Kristin Prevallet returns from Brooklyn to Small Press Traffic, where she last presented findings of her biographical inquiry into the uncanny life of the poet Helen Adam. (Her edition of Adam's selected poems, Fire Brackled Bones,is forthcoming.) Now she will read from her own poetry, a remarkable re-invention of the cut-up/collage form, political and social readings of ordinary life, torn to shreds by the tender furies of perception and display. Everything's grist for Prevallet's mill, the daily news, the shoes on your feet, the way you look tonight. Hers is the mysterious Life that lives under things. Her books include Perturbation, My Sister(First Intensity Press, 1997), Lead, Glass and Poppy(Primitive Publications, 1997) andSelections from: The Parasite Poems(Barque Press, 1999).

December 3, 1999


Small Press Traffic's Talk Series continues with this special event featuring poet Kristin Prevallet, who will discuss her research on the life and work of Helen Adam, one of the brightest lights of the San Francisco Renaissance. Scottish-born Helen Adam (1909-1992) was a mystic balladeer, who wrote and thought in the language of Dunbar and Ingoldsby while maintaining intimate friendships with Robert Duncan, Jack Spicer, Madeline Gleason, James Broughton, and countless others in the poetry-mad world of the Bay Area of the 1950s and 60s. A gifted storyteller, collagist and photographer, she is best remembered for her tragicomic operetta San Francisco's Burning!

Kristin Prevallet's Perturbation, My Sister: A study of Max Ernst's Hundred Headless Woman, is forthcoming this spring from First Intensity Press. She is an editor of apex of the M, and is working on a video based on The Rime of the Ancient Mariner. For the past three years she has been cataloguing the archive of Helen Adam at the Poetry/Rare Books Collection at SUNY Buffalo.

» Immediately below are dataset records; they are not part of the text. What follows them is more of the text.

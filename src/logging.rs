//! Log output for the `tsv-fixtures` binary.
//!
//! The filter is read from the `TSV_FIXTURES_LOG` environment variable using
//! [`EnvFilter`] syntax. The last bare level in that variable (e.g. `debug` in
//! `tsv_fixtures=trace,debug`) also decides how verbose each line is.
use std::collections::BTreeMap;
use std::fmt;
use std::str::FromStr;

use tracing::field::{Field, Visit};
use tracing::{Event, Level, Subscriber};
use tracing_subscriber::field::RecordFields;
use tracing_subscriber::fmt::format::Writer;
use tracing_subscriber::fmt::{FmtContext, FormatEvent, FormatFields, SubscriberBuilder};
use tracing_subscriber::registry::LookupSpan;
use tracing_subscriber::{EnvFilter, FmtSubscriber};

/// Environment variable holding the log filter.
pub const LOG_ENV: &str = "TSV_FIXTURES_LOG";
const INDENT: &str = "    ";

#[derive(Default)]
struct FieldCollector {
    message: Option<String>,
    fields: BTreeMap<&'static str, String>,
}

impl Visit for FieldCollector {
    fn record_debug(&mut self, field: &Field, value: &dyn fmt::Debug) {
        let value = format!("{:?}", value);
        if field.name() == "message" && self.message.is_none() {
            self.message = Some(value);
        } else {
            self.fields.insert(field.name(), value);
        }
    }
}

/// Event and field formatter.
///
/// At `INFO` and quieter, informational events print only their message and any
/// fields as `key=value`. At `DEBUG` and `TRACE` every line is prefixed with its level
/// and target and fields are listed in an indented `where` block.
#[derive(Debug, Clone, Copy)]
pub struct Formatter {
    max_level: Level,
}

impl Formatter {
    fn is_terse(self) -> bool {
        self.max_level <= Level::INFO
    }
}

impl<'writer> FormatFields<'writer> for Formatter {
    fn format_fields<R: RecordFields>(&self, mut writer: Writer<'writer>, fields: R) -> fmt::Result {
        let mut collector = FieldCollector::default();
        fields.record(&mut collector);

        if let Some(message) = &collector.message {
            write!(writer, "{}", message)?;
        }
        if collector.fields.is_empty() {
            return Ok(());
        }

        if self.is_terse() {
            if collector.message.is_some() {
                write!(writer, ": ")?;
            }
            let pairs = collector
                .fields
                .iter()
                .map(|(name, value)| format!("{}={}", name, value))
                .collect::<Vec<_>>();
            write!(writer, "{}", pairs.join(", "))
        } else {
            let width = collector.fields.keys().map(|name| name.len()).max().unwrap_or(0);
            write!(writer, "\n{}where", INDENT)?;
            for (i, (name, value)) in collector.fields.iter().enumerate() {
                if i > 0 {
                    write!(writer, "\n{}     ", INDENT)?;
                }
                write!(writer, " {:>width$} = {}", name, value, width = width)?;
            }
            Ok(())
        }
    }
}

impl<S, N> FormatEvent<S, N> for Formatter
where
    S: Subscriber + for<'a> LookupSpan<'a>,
    N: for<'a> FormatFields<'a> + 'static,
{
    fn format_event(&self, ctx: &FmtContext<'_, S, N>, mut writer: Writer<'_>, event: &Event<'_>) -> fmt::Result {
        let metadata = event.metadata();

        if !self.is_terse() || metadata.level() != &Level::INFO {
            write!(writer, "{} {}: ", metadata.level(), metadata.target())?;
        }
        ctx.field_format().format_fields(writer.by_ref(), event)?;
        writeln!(writer)?;

        if self.max_level == Level::TRACE {
            if let Some(scope) = ctx.event_scope() {
                for span in scope.from_root() {
                    writeln!(writer, "{}in {}", INDENT, span.name())?;
                }
            }
        }
        Ok(())
    }
}

fn default_level() -> Level {
    if cfg!(debug_assertions) {
        Level::DEBUG
    } else {
        Level::INFO
    }
}

/// The last entry of `filter` that is only a level, if any.
fn level_from_filter(filter: &str) -> Option<Level> {
    filter
        .split(',')
        .map(str::trim)
        .rev()
        .map(Level::from_str)
        .find_map(Result::ok)
}

fn builder(max_level: Level, filter: EnvFilter) -> SubscriberBuilder<Formatter, Formatter, EnvFilter> {
    FmtSubscriber::builder()
        .with_env_filter(filter)
        .event_format(Formatter { max_level })
        .fmt_fields(Formatter { max_level })
}

/// A subscriber builder that logs at `max_level` and below, ignoring the environment.
///
/// The writer can still be replaced with [`SubscriberBuilder::with_writer`].
#[must_use]
pub fn subscriber_builder(max_level: Level) -> SubscriberBuilder<Formatter, Formatter, EnvFilter> {
    builder(max_level, EnvFilter::default().add_directive(max_level.into()))
}

/// The subscriber used by the binary, configured from [`LOG_ENV`].
#[must_use]
pub fn get_subscriber() -> impl Subscriber {
    let env_str = std::env::var(LOG_ENV).unwrap_or_default();
    let max_level = level_from_filter(&env_str).unwrap_or_else(default_level);
    let filter = EnvFilter::try_from_env(LOG_ENV)
        .unwrap_or_else(|_| EnvFilter::default().add_directive(max_level.into()));
    builder(max_level, filter).finish()
}

#[cfg(test)]
mod tests {
    use super::*;

    #[test]
    fn test_level_from_filter_takes_last_bare_level() {
        assert_eq!(level_from_filter("tsv_fixtures=trace,warn"), Some(Level::WARN));
        assert_eq!(level_from_filter("debug, tsv_fixtures=info"), Some(Level::DEBUG));
        assert_eq!(level_from_filter("info,error"), Some(Level::ERROR));
    }

    #[test]
    fn test_level_from_filter_without_level() {
        assert_eq!(level_from_filter(""), None);
        assert_eq!(level_from_filter("tsv_fixtures=trace"), None);
    }

    #[test]
    fn test_terse_levels() {
        assert!(Formatter { max_level: Level::INFO }.is_terse());
        assert!(Formatter { max_level: Level::WARN }.is_terse());
        assert!(!Formatter { max_level: Level::DEBUG }.is_terse());
        assert!(!Formatter { max_level: Level::TRACE }.is_terse());
    }
}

At this event, Prevallet will give a slide presentation of Adam's life and times, and will introduce the restored version of Daydream of Darkness, the film made by Helen Adam and the painter William McNeill in 1962-3. Daydream of Darkness, a poetic film fantasia, was shown only once, at Robin Blaser's Peacock Gallery on the eve of JFK's assassination, and then abandoned. In the course of her research, Prevallet discovered the film, its celluloid near rotting, and has arranged its restoration for this grand re-premiere!